** Supplied entries follows **

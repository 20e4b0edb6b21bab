// Copyright (c) 2025 Kirky.X
//
// Licensed under the MIT License
// See LICENSE file in the project root for full license information.

use tracing_subscriber::{layer::SubscriberExt, util::SubscriberInitExt, EnvFilter};

use crate::config::settings::LogFormat;

const DEFAULT_FILTER: &str = "info,docsearch=debug";

fn env_filter() -> EnvFilter {
    EnvFilter::try_from_default_env().unwrap_or_else(|_| DEFAULT_FILTER.into())
}

/// 初始化全局日志订阅者，只能调用一次
pub fn init_telemetry(format: LogFormat) {
    let registry = tracing_subscriber::registry().with(env_filter());
    match format {
        LogFormat::Text => registry.with(tracing_subscriber::fmt::layer()).init(),
        LogFormat::Json => registry
            .with(tracing_subscriber::fmt::layer().json().with_current_span(false))
            .init(),
    }
}
// Copyright (c) 2025 Kirky.X
//
// Licensed under the MIT License
// See LICENSE file in the project root for full license information.

/// 仓库实现模块
///
/// 提供领域仓库接口的具体实现
pub mod file_index_repo;
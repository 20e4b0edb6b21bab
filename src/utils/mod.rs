// Copyright (c) 2025 Kirky.X
//
// Licensed under the MIT License
// See LICENSE file in the project root for full license information.

/// 工具模块
///
/// 提供通用的工具函数和辅助功能
pub mod telemetry;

** End of Supplied entries **

Would you please copy all lines in the data that contain the word "EnvFilter"?

→ **Result of the exercise**:
use tracing_subscriber::{layer::SubscriberExt, util::SubscriberInitExt, EnvFilter};
fn env_filter() -> EnvFilter {
    EnvFilter::try_from_default_env().unwrap_or_else(|_| DEFAULT_FILTER.into())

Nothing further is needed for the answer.